Segment Start: Data to process

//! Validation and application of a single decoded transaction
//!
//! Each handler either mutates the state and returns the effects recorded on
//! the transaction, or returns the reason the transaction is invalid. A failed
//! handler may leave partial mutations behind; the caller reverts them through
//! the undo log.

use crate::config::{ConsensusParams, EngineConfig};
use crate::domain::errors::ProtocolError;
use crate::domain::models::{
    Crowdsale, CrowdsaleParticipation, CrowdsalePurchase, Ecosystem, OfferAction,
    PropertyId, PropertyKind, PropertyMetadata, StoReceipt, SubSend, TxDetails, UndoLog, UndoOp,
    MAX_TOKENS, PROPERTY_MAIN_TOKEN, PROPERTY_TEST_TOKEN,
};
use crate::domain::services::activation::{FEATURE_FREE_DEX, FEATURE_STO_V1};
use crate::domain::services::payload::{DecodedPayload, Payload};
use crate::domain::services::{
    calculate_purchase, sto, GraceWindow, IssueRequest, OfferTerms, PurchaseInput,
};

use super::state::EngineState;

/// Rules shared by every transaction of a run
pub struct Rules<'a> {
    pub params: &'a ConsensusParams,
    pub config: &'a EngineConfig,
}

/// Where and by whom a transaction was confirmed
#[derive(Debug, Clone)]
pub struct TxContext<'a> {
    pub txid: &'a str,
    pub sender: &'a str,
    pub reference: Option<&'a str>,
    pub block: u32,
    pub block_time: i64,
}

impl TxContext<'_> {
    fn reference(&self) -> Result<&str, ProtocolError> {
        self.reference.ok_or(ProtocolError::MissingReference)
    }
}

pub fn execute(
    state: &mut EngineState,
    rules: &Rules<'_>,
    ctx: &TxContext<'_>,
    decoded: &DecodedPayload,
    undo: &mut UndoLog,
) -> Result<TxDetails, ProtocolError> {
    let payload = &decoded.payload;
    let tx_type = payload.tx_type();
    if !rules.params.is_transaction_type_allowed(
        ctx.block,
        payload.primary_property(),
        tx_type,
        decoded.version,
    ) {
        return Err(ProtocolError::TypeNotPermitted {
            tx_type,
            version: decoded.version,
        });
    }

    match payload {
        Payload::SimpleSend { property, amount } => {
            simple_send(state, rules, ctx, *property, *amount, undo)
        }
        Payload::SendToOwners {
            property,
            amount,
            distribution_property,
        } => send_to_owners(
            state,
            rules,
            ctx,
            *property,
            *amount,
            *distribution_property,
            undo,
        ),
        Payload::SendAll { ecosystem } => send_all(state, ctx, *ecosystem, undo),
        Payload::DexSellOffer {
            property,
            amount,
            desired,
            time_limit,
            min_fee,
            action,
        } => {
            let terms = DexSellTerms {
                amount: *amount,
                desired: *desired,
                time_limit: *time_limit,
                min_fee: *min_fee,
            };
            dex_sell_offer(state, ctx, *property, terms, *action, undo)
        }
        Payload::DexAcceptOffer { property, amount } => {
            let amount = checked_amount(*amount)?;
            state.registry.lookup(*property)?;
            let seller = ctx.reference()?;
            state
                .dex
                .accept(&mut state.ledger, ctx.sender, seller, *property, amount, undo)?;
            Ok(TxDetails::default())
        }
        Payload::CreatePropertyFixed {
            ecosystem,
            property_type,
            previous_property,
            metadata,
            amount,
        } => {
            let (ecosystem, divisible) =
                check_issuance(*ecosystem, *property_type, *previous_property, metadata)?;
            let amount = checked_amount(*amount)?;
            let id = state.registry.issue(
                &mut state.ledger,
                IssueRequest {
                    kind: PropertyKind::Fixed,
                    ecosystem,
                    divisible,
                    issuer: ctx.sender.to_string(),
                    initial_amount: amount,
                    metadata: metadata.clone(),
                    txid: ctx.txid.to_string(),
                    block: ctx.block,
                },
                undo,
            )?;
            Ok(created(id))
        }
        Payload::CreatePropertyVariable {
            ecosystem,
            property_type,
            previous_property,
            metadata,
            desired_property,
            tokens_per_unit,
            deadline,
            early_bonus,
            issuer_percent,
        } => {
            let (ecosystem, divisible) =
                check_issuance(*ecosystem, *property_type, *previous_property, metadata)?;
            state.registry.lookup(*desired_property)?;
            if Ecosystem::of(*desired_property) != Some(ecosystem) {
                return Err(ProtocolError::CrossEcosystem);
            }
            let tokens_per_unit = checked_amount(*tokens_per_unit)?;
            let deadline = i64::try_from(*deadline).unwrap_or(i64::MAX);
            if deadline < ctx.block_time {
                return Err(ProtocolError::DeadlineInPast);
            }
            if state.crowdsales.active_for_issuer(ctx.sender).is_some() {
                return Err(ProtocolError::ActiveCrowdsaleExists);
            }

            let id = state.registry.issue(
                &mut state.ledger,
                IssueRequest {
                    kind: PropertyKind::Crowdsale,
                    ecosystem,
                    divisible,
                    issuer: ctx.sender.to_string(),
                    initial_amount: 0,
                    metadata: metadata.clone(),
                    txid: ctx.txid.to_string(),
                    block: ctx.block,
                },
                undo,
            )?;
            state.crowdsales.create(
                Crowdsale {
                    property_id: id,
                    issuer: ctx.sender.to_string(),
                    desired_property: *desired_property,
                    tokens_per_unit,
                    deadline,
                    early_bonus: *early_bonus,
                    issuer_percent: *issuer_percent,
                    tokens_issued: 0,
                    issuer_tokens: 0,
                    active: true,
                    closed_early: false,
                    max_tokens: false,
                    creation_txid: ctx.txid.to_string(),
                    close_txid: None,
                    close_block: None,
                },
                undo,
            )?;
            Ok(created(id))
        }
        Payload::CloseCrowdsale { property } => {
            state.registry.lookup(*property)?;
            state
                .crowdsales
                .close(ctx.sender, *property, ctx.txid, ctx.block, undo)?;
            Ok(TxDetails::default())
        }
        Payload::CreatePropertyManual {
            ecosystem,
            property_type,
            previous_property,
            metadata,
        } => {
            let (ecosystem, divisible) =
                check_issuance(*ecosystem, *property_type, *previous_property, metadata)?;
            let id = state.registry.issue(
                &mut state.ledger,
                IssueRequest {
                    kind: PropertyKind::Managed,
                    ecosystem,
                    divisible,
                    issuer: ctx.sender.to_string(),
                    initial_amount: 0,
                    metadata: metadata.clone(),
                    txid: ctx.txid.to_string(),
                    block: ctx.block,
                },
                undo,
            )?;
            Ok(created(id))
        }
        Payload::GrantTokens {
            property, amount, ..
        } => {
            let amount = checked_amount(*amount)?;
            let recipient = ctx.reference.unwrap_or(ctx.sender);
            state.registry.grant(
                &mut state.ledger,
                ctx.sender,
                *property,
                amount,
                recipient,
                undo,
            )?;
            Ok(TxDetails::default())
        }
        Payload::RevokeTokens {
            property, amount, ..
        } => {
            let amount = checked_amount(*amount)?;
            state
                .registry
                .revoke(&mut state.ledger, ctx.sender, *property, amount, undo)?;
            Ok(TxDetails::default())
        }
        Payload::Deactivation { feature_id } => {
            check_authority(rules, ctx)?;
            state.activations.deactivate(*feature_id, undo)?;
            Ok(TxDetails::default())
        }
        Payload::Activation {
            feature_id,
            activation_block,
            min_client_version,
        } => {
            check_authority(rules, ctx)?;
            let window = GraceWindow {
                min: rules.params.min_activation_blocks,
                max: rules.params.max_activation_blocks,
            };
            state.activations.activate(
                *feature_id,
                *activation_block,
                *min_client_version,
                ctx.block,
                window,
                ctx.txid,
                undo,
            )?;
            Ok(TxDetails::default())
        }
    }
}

Segment End: Data to process

## Work to complete
The required answer is the complete data, repeated exactly.

## Task output
//! Validation and application of a single decoded transaction
//!
//! Each handler either mutates the state and returns the effects recorded on
//! the transaction, or returns the reason the transaction is invalid. A failed
//! handler may leave partial mutations behind; the caller reverts them through
//! the undo log.

use crate::config::{ConsensusParams, EngineConfig};
use crate::domain::errors::ProtocolError;
use crate::domain::models::{
    Crowdsale, CrowdsaleParticipation, CrowdsalePurchase, Ecosystem, OfferAction,
    PropertyId, PropertyKind, PropertyMetadata, StoReceipt, SubSend, TxDetails, UndoLog, UndoOp,
    MAX_TOKENS, PROPERTY_MAIN_TOKEN, PROPERTY_TEST_TOKEN,
};
use crate::domain::services::activation::{FEATURE_FREE_DEX, FEATURE_STO_V1};
use crate::domain::services::payload::{DecodedPayload, Payload};
use crate::domain::services::{
    calculate_purchase, sto, GraceWindow, IssueRequest, OfferTerms, PurchaseInput,
};

use super::state::EngineState;

/// Rules shared by every transaction of a run
pub struct Rules<'a> {
    pub params: &'a ConsensusParams,
    pub config: &'a EngineConfig,
}

/// Where and by whom a transaction was confirmed
#[derive(Debug, Clone)]
pub struct TxContext<'a> {
    pub txid: &'a str,
    pub sender: &'a str,
    pub reference: Option<&'a str>,
    pub block: u32,
    pub block_time: i64,
}

impl TxContext<'_> {
    fn reference(&self) -> Result<&str, ProtocolError> {
        self.reference.ok_or(ProtocolError::MissingReference)
    }
}

pub fn execute(
    state: &mut EngineState,
    rules: &Rules<'_>,
    ctx: &TxContext<'_>,
    decoded: &DecodedPayload,
    undo: &mut UndoLog,
) -> Result<TxDetails, ProtocolError> {
    let payload = &decoded.payload;
    let tx_type = payload.tx_type();
    if !rules.params.is_transaction_type_allowed(
        ctx.block,
        payload.primary_property(),
        tx_type,
        decoded.version,
    ) {
        return Err(ProtocolError::TypeNotPermitted {
            tx_type,
            version: decoded.version,
        });
    }

    match payload {
        Payload::SimpleSend { property, amount } => {
            simple_send(state, rules, ctx, *property, *amount, undo)
        }
        Payload::SendToOwners {
            property,
            amount,
            distribution_property,
        } => send_to_owners(
            state,
            rules,
            ctx,
            *property,
            *amount,
            *distribution_property,
            undo,
        ),
        Payload::SendAll { ecosystem } => send_all(state, ctx, *ecosystem, undo),
        Payload::DexSellOffer {
            property,
            amount,
            desired,
            time_limit,
            min_fee,
            action,
        } => {
            let terms = DexSellTerms {
                amount: *amount,
                desired: *desired,
                time_limit: *time_limit,
                min_fee: *min_fee,
            };
            dex_sell_offer(state, ctx, *property, terms, *action, undo)
        }
        Payload::DexAcceptOffer { property, amount } => {
            let amount = checked_amount(*amount)?;
            state.registry.lookup(*property)?;
            let seller = ctx.reference()?;
            state
                .dex
                .accept(&mut state.ledger, ctx.sender, seller, *property, amount, undo)?;
            Ok(TxDetails::default())
        }
        Payload::CreatePropertyFixed {
            ecosystem,
            property_type,
            previous_property,
            metadata,
            amount,
        } => {
            let (ecosystem, divisible) =
                check_issuance(*ecosystem, *property_type, *previous_property, metadata)?;
            let amount = checked_amount(*amount)?;
            let id = state.registry.issue(
                &mut state.ledger,
                IssueRequest {
                    kind: PropertyKind::Fixed,
                    ecosystem,
                    divisible,
                    issuer: ctx.sender.to_string(),
                    initial_amount: amount,
                    metadata: metadata.clone(),
                    txid: ctx.txid.to_string(),
                    block: ctx.block,
                },
                undo,
            )?;
            Ok(created(id))
        }
        Payload::CreatePropertyVariable {
            ecosystem,
            property_type,
            previous_property,
            metadata,
            desired_property,
            tokens_per_unit,
            deadline,
            early_bonus,
            issuer_percent,
        } => {
            let (ecosystem, divisible) =
                check_issuance(*ecosystem, *property_type, *previous_property, metadata)?;
            state.registry.lookup(*desired_property)?;
            if Ecosystem::of(*desired_property) != Some(ecosystem) {
                return Err(ProtocolError::CrossEcosystem);
            }
            let tokens_per_unit = checked_amount(*tokens_per_unit)?;
            let deadline = i64::try_from(*deadline).unwrap_or(i64::MAX);
            if deadline < ctx.block_time {
                return Err(ProtocolError::DeadlineInPast);
            }
            if state.crowdsales.active_for_issuer(ctx.sender).is_some() {
                return Err(ProtocolError::ActiveCrowdsaleExists);
            }

            let id = state.registry.issue(
                &mut state.ledger,
                IssueRequest {
                    kind: PropertyKind::Crowdsale,
                    ecosystem,
                    divisible,
                    issuer: ctx.sender.to_string(),
                    initial_amount: 0,
                    metadata: metadata.clone(),
                    txid: ctx.txid.to_string(),
                    block: ctx.block,
                },
                undo,
            )?;
            state.crowdsales.create(
                Crowdsale {
                    property_id: id,
                    issuer: ctx.sender.to_string(),
                    desired_property: *desired_property,
                    tokens_per_unit,
                    deadline,
                    early_bonus: *early_bonus,
                    issuer_percent: *issuer_percent,
                    tokens_issued: 0,
                    issuer_tokens: 0,
                    active: true,
                    closed_early: false,
                    max_tokens: false,
                    creation_txid: ctx.txid.to_string(),
                    close_txid: None,
                    close_block: None,
                },
                undo,
            )?;
            Ok(created(id))
        }
        Payload::CloseCrowdsale { property } => {
            state.registry.lookup(*property)?;
            state
                .crowdsales
                .close(ctx.sender, *property, ctx.txid, ctx.block, undo)?;
            Ok(TxDetails::default())
        }
        Payload::CreatePropertyManual {
            ecosystem,
            property_type,
            previous_property,
            metadata,
        } => {
            let (ecosystem, divisible) =
                check_issuance(*ecosystem, *property_type, *previous_property, metadata)?;
            let id = state.registry.issue(
                &mut state.ledger,
                IssueRequest {
                    kind: PropertyKind::Managed,
                    ecosystem,
                    divisible,
                    issuer: ctx.sender.to_string(),
                    initial_amount: 0,
                    metadata: metadata.clone(),
                    txid: ctx.txid.to_string(),
                    block: ctx.block,
                },
                undo,
            )?;
            Ok(created(id))
        }
        Payload::GrantTokens {
            property, amount, ..
        } => {
            let amount = checked_amount(*amount)?;
            let recipient = ctx.reference.unwrap_or(ctx.sender);
            state.registry.grant(
                &mut state.ledger,
                ctx.sender,
                *property,
                amount,
                recipient,
                undo,
            )?;
            Ok(TxDetails::default())
        }
        Payload::RevokeTokens {
            property, amount, ..
        } => {
            let amount = checked_amount(*amount)?;
            state
                .registry
                .revoke(&mut state.ledger, ctx.sender, *property, amount, undo)?;
            Ok(TxDetails::default())
        }
        Payload::Deactivation { feature_id } => {
            check_authority(rules, ctx)?;
            state.activations.deactivate(*feature_id, undo)?;
            Ok(TxDetails::default())
        }
        Payload::Activation {
            feature_id,
            activation_block,
            min_client_version,
        } => {
            check_authority(rules, ctx)?;
            let window = GraceWindow {
                min: rules.params.min_activation_blocks,
                max: rules.params.max_activation_blocks,
            };
            state.activations.activate(
                *feature_id,
                *activation_block,
                *min_client_version,
                ctx.block,
                window,
                ctx.txid,
                undo,
            )?;
            Ok(TxDetails::default())
        }
    }
}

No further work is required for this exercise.